EXERCISE DIRECTIONS → Among the records below, find each line containing the word "holder" and copy it.

· · · · ·

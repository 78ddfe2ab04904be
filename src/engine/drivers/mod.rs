// SPDX-License-Identifier: Apache-2.0

// Backend drivers

pub mod mysql;
pub mod postgres;
pub mod shopify;
pub mod sql_common;
pub mod sqlite;
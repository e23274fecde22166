//! The Migration/Query error taxonomy of spec §7 (the subset owned by the
//! engine, as opposed to `nexus_parser::ParseError` or
//! `nexus_connector::ConnectorError`, which the engine wraps rather than
//! redefines).

use thiserror::Error;

/// Errors surfaced by [`crate::MigrationEngine`] and its supporting
/// modules (history, lock, file layout, validation, config).
#[derive(Debug, Error)]
pub enum EngineError {
    /// A referenced migration id is absent from the loaded set.
    #[error("migration '{0}' not found")]
    NotFound(String),

    /// A diff produced no changes; there is nothing to generate.
    #[error("no changes to migrate")]
    NoChanges,

    /// Another holder has the lock, and it has not expired.
    #[error("database locked by '{locked_by}' since {locked_at} (expires {expires_at})")]
    Locked {
        /// The identifier the lock holder registered itself under.
        locked_by: String,
        /// When the lock was acquired, RFC 3339.
        locked_at: String,
        /// When the lock will expire, RFC 3339.
        expires_at: String,
    },

    /// A rollback was requested for a migration with empty down-SQL.
    #[error("migration '{0}' has no DOWN section")]
    NoRollback(String),

    /// A migration filename or file section markers did not match the
    /// expected format.
    #[error("invalid migration format: {0}")]
    InvalidFormat(String),

    /// A migration's up-SQL or down-SQL failed to apply.
    #[error("migration '{id}' failed to apply: {source}")]
    ApplyFailed {
        /// The id of the migration that failed.
        id: String,
        /// The underlying connector error.
        #[source]
        source: nexus_connector::ConnectorError,
    },

    /// A migration failed validation and was refused execution.
    #[error("migration '{id}' failed validation: {reasons}")]
    ValidationFailed {
        /// The id of the migration that failed.
        id: String,
        /// A semicolon-joined summary of the validation errors.
        reasons: String,
    },

    /// The underlying connector reported an error unrelated to a specific
    /// migration's application (e.g. ensuring the history/lock tables).
    #[error(transparent)]
    Connector(#[from] nexus_connector::ConnectorError),

    /// An I/O error occurred reading or writing migration files or the
    /// project configuration.
    #[error("I/O error: {0}")]
    Io(#[from] std::io::Error),

    /// The project configuration file was malformed JSON.
    #[error("invalid project configuration: {0}")]
    Config(#[from] serde_json::Error),

    /// No `nexus.json` was found walking up from the starting directory.
    #[error("no nexus.json found (run 'nexus init' first)")]
    ProjectNotFound,
}

/// Convenience alias for this crate's fallible operations.
pub type Result<T> = std::result::Result<T, EngineError>;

· · · · ·

RESPONSE TO THIS EXERCISE →
    /// Another holder has the lock, and it has not expired.
        /// The identifier the lock holder registered itself under.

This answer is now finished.